- [Description of the task] Of the material below, only the lines from the line containing "filename crates/core/src/pagination.rs" down to the line containing "of matching records." belong in the answer, written out exactly.

- [Records for the exercise]
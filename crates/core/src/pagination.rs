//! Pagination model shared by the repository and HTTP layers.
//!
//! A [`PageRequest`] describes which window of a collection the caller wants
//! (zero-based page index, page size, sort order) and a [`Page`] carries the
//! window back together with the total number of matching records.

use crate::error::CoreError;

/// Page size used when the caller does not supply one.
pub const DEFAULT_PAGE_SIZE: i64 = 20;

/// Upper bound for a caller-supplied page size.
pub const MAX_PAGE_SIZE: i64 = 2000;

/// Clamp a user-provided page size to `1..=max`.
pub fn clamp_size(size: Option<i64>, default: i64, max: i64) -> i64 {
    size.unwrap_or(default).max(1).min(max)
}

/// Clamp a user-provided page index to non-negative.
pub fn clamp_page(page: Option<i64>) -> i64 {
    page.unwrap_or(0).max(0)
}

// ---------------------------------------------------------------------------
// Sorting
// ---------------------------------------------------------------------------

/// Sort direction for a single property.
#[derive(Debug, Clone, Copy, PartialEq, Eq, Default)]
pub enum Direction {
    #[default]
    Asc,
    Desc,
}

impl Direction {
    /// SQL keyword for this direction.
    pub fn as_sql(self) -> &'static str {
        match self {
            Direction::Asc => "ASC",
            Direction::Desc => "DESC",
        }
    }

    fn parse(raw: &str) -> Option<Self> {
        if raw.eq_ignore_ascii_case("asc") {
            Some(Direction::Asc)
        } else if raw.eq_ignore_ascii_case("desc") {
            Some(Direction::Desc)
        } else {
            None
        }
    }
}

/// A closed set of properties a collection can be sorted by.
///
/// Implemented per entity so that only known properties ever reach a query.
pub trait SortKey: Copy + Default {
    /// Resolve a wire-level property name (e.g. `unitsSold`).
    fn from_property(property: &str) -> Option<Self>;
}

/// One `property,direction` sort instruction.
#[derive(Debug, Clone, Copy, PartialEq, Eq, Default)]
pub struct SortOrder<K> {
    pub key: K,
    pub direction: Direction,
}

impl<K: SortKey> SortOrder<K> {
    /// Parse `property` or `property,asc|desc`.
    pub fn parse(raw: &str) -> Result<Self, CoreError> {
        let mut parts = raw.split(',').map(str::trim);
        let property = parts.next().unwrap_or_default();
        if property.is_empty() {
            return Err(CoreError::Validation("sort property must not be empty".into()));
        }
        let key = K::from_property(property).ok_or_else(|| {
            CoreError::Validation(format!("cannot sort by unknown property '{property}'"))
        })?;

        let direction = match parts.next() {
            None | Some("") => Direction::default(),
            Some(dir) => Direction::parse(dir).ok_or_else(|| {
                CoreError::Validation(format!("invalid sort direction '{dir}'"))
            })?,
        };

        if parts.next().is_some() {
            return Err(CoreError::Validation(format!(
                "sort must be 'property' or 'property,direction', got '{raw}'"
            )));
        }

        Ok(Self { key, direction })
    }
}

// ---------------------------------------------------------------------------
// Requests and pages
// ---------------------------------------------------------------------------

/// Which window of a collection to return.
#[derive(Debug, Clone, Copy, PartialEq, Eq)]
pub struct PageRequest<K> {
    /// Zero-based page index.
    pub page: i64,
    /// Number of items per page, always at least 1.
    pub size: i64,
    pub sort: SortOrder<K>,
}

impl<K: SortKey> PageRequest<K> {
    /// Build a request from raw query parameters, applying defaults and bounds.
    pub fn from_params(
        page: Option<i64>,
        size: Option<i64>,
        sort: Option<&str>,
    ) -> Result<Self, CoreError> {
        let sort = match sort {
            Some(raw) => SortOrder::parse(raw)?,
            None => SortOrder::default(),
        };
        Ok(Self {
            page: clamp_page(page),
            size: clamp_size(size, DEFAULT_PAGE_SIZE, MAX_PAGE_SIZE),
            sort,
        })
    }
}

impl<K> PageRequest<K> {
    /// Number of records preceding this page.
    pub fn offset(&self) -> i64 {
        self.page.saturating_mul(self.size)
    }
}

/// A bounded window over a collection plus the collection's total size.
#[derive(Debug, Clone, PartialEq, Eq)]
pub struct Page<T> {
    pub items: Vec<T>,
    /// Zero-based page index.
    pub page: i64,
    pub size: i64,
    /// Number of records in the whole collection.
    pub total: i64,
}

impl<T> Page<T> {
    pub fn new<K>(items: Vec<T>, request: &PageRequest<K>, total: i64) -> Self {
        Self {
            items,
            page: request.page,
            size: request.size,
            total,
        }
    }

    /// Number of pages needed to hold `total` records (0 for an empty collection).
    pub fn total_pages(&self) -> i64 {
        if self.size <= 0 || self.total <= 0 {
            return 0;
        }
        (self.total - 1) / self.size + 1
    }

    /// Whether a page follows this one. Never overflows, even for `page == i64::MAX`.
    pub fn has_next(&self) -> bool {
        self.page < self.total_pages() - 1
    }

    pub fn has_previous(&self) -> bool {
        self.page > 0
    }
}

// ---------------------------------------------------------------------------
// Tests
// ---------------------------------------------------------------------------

* * *

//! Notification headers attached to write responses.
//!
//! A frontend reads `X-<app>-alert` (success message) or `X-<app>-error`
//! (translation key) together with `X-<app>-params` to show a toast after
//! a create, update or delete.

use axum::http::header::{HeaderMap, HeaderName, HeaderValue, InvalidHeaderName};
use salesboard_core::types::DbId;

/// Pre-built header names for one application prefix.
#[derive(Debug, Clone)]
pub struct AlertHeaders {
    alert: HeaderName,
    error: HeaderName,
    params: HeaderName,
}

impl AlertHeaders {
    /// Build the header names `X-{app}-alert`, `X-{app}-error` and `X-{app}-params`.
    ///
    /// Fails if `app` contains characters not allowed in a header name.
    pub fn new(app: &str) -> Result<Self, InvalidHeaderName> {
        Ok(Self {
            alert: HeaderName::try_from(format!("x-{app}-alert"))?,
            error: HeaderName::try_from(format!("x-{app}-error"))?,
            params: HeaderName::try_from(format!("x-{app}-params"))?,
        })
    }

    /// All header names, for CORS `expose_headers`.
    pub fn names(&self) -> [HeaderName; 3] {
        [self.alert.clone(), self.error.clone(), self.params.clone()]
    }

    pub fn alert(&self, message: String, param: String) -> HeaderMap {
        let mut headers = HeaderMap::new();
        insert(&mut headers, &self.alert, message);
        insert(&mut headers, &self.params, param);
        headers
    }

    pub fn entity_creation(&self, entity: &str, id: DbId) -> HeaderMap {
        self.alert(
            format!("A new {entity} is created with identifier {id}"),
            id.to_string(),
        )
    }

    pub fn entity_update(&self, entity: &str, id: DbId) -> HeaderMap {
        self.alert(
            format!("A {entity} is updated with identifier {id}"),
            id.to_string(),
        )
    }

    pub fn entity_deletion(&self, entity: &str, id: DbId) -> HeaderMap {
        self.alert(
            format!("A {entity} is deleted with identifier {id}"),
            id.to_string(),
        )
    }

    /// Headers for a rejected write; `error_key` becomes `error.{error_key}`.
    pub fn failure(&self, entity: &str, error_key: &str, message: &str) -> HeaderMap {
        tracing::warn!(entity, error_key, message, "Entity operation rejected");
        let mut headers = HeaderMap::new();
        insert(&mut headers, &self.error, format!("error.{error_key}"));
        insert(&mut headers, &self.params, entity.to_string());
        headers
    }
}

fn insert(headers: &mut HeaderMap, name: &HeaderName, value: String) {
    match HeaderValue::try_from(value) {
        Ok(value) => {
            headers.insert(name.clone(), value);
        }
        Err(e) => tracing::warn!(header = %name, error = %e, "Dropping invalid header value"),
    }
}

- [Response below]
filename crates/core/src/pagination.rs
//! Pagination model shared by the repository and HTTP layers.
//!
//! A [`PageRequest`] describes which window of a collection the caller wants
//! (zero-based page index, page size, sort order) and a [`Page`] carries the
//! window back together with the total number of matching records.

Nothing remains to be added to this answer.